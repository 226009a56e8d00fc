//! MQTT client for the Venus broker bridge.
//!
//! The bridge mirrors every D-Bus item onto three topic families:
//!
//! | Prefix | Direction | Meaning |
//! |---|---|---|
//! | `N/<portal>/<service-type>/<instance>/<path>` | broker → us | value notification, `{"value": …}` |
//! | `W/<portal>/<service-type>/<instance>/<path>` | us → broker | write request |
//! | `R/<portal>/keepalive` | us → broker | keep notifications flowing |
//!
//! The portal id is the device serial. Unless configured, it is discovered
//! from the first `N/+/system/0/Serial` notification.

use std::str::FromStr;
use std::time::Duration;

use bytes::Bytes;
use rumqttc::{AsyncClient, Event, EventLoop, MqttOptions, Outgoing, Packet, QoS, Transport};
use tracing::{debug, info};
use url::Url;

use crate::error::Error;

const DEFAULT_TCP_PORT: u16 = 1883;
const DEFAULT_WS_PORT: u16 = 80;

/// Requests buffered between [`AsyncClient`] and the event loop.
const REQUEST_CAPACITY: usize = 64;

const SERIAL_TOPIC: &str = "N/+/system/0/Serial";

/// Upper bound on flushing the DISCONNECT packet at shutdown.
const DISCONNECT_GRACE: Duration = Duration::from_secs(1);

// ── Endpoint ─────────────────────────────────────────────────────────

/// A parsed broker location.
#[derive(Debug, Clone, PartialEq, Eq)]
pub enum BrokerEndpoint {
    /// Plain MQTT over TCP.
    Tcp { host: String, port: u16 },
    /// MQTT over WebSocket. `url` is passed to the client verbatim.
    WebSocket { url: String, port: u16 },
}

impl FromStr for BrokerEndpoint {
    type Err = Error;

    /// Accepts `mqtt://host[:port]`, `tcp://host[:port]`, `ws://host[:port]/path`
    /// and a bare `host[:port]` (treated as TCP).
    fn from_str(s: &str) -> Result<Self, Self::Err> {
        let raw = s.trim();
        let invalid = |reason: String| Error::InvalidBrokerUrl {
            url: raw.to_owned(),
            reason,
        };
        if raw.is_empty() {
            return Err(invalid("empty".into()));
        }

        let with_scheme = if raw.contains("://") {
            raw.to_owned()
        } else {
            format!("mqtt://{raw}")
        };
        let url = Url::parse(&with_scheme).map_err(|e| invalid(e.to_string()))?;
        let host = url
            .host_str()
            .filter(|h| !h.is_empty())
            .ok_or_else(|| invalid("missing host".into()))?
            .to_owned();

        match url.scheme() {
            "mqtt" | "tcp" => Ok(Self::Tcp {
                host,
                port: url.port().unwrap_or(DEFAULT_TCP_PORT),
            }),
            "ws" => Ok(Self::WebSocket {
                url: with_scheme,
                port: url.port().unwrap_or(DEFAULT_WS_PORT),
            }),
            other => Err(invalid(format!("unsupported scheme '{other}'"))),
        }
    }
}

impl std::fmt::Display for BrokerEndpoint {
    fn fmt(&self, f: &mut std::fmt::Formatter<'_>) -> std::fmt::Result {
        match self {
            Self::Tcp { host, port } => write!(f, "mqtt://{host}:{port}"),
            Self::WebSocket { url, .. } => f.write_str(url),
        }
    }
}

// ── Options ──────────────────────────────────────────────────────────

/// Session parameters for [`BrokerClient::connect`].
#[derive(Debug, Clone)]
pub struct BrokerOptions {
    pub client_id: String,
    /// MQTT keep-alive, also the period of `R/<portal>/keepalive` publishes.
    pub keepalive: Duration,
    /// Skip discovery and use this portal id.
    pub portal_id: Option<String>,
    /// How long to wait for the serial announcement.
    pub discovery_timeout: Duration,
}

impl Default for BrokerOptions {
    fn default() -> Self {
        Self {
            client_id: "velink".into(),
            keepalive: Duration::from_secs(30),
            portal_id: None,
            discovery_timeout: Duration::from_secs(10),
        }
    }
}

/// One publish received from the broker.
#[derive(Debug, Clone, PartialEq, Eq)]
pub struct BrokerMessage {
    pub topic: String,
    pub payload: Bytes,
}

// ── BrokerClient ─────────────────────────────────────────────────────

/// A connected session subscribed to `N/<portal>/#`.
pub struct BrokerClient {
    client: AsyncClient,
    eventloop: EventLoop,
    portal_id: String,
}

impl BrokerClient {
    /// Connect, wait for the broker's `ConnAck`, resolve the portal id and
    /// subscribe to its notifications.
    pub async fn connect(endpoint: &BrokerEndpoint, options: &BrokerOptions) -> Result<Self, Error> {
        let mut mqtt = match endpoint {
            BrokerEndpoint::Tcp { host, port } => {
                MqttOptions::new(&options.client_id, host, *port)
            }
            BrokerEndpoint::WebSocket { url, port } => {
                let mut o = MqttOptions::new(&options.client_id, url, *port);
                o.set_transport(Transport::Ws);
                o
            }
        };
        mqtt.set_keep_alive(options.keepalive.max(Duration::from_secs(5)));
        mqtt.set_clean_session(true);

        let (client, mut eventloop) = AsyncClient::new(mqtt, REQUEST_CAPACITY);
        loop {
            if let Event::Incoming(Packet::ConnAck(ack)) = eventloop.poll().await? {
                debug!(%endpoint, code = ?ack.code, "broker accepted connection");
                break;
            }
        }

        let portal_id = match &options.portal_id {
            Some(id) => id.clone(),
            None => discover_portal(&client, &mut eventloop, options.discovery_timeout).await?,
        };
        info!(%endpoint, portal = %portal_id, "subscribed to broker notifications");
        client
            .subscribe(format!("N/{portal_id}/#"), QoS::AtMostOnce)
            .await?;

        Ok(Self {
            client,
            eventloop,
            portal_id,
        })
    }

    pub fn portal_id(&self) -> &str {
        &self.portal_id
    }

    /// A write handle sharing this session's request queue.
    pub fn writer(&self) -> BrokerWriter {
        BrokerWriter {
            client: self.client.clone(),
            portal_id: self.portal_id.clone(),
        }
    }

    /// Drive the event loop until the next publish arrives.
    ///
    /// Requests queued through a [`BrokerWriter`] are flushed while this is
    /// being polled, so it must be called continuously.
    pub async fn next_message(&mut self) -> Result<BrokerMessage, Error> {
        loop {
            if let Event::Incoming(Packet::Publish(p)) = self.eventloop.poll().await? {
                return Ok(BrokerMessage {
                    topic: p.topic,
                    payload: p.payload,
                });
            }
        }
    }

    /// Send a DISCONNECT and drive the event loop until it is on the wire.
    /// Errors are ignored; the session is going away.
    pub async fn disconnect(self) {
        let Self {
            client,
            mut eventloop,
            ..
        } = self;
        if client.disconnect().await.is_err() {
            return;
        }
        let flush = async {
            loop {
                match eventloop.poll().await {
                    Ok(Event::Outgoing(Outgoing::Disconnect)) | Err(_) => break,
                    Ok(_) => {}
                }
            }
        };
        let _ = tokio::time::timeout(DISCONNECT_GRACE, flush).await;
    }
}

async fn discover_portal(
    client: &AsyncClient,
    eventloop: &mut EventLoop,
    timeout: Duration,
) -> Result<String, Error> {
    client.subscribe(SERIAL_TOPIC, QoS::AtMostOnce).await?;
    let wait = async {
        loop {
            if let Event::Incoming(Packet::Publish(p)) = eventloop.poll().await? {
                if let Some(id) = portal_from_topic(&p.topic) {
                    return Ok::<_, Error>(id);
                }
            }
        }
    };
    let portal = tokio::time::timeout(timeout, wait)
        .await
        .map_err(|_| Error::PortalDiscoveryTimeout {
            timeout_secs: timeout.as_secs(),
        })??;
    client.unsubscribe(SERIAL_TOPIC).await?;
    debug!(portal = %portal, "portal id discovered");
    Ok(portal)
}

/// Extract the portal id from `N/<portal>/system/0/Serial`.
pub fn portal_from_topic(topic: &str) -> Option<String> {
    let mut parts = topic.split('/');
    match (parts.next(), parts.next()) {
        (Some("N"), Some(id)) if !id.is_empty() && id != "+" => Some(id.to_owned()),
        _ => None,
    }
}

// ── BrokerWriter ─────────────────────────────────────────────────────

/// Cloneable publish handle.
#[derive(Clone)]
pub struct BrokerWriter {
    client: AsyncClient,
    portal_id: String,
}

impl BrokerWriter {
    /// Queue a write request to `W/<portal>/<path>`.
    ///
    /// Completes when the request is handed to the event loop; the broker
    /// does not acknowledge writes individually.
    pub async fn write(&self, path: &str, payload: Vec<u8>) -> Result<(), Error> {
        let topic = format!("W/{}/{}", self.portal_id, path.trim_start_matches('/'));
        self.client
            .publish(topic, QoS::AtLeastOnce, false, payload)
            .await?;
        Ok(())
    }

    /// Publish `R/<portal>/keepalive`.
    pub async fn keepalive(&self) -> Result<(), Error> {
        let topic = format!("R/{}/keepalive", self.portal_id);
        self.client
            .publish(topic, QoS::AtMostOnce, false, Vec::new())
            .await?;
        Ok(())
    }

    pub fn portal_id(&self) -> &str {
        &self.portal_id
    }
}

// ── Tests ────────────────────────────────────────────────────────────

EXERCISE AIM: Say only the number of lines of the data above in which the string "this" occurs.

EXERCISE ANSWER: 3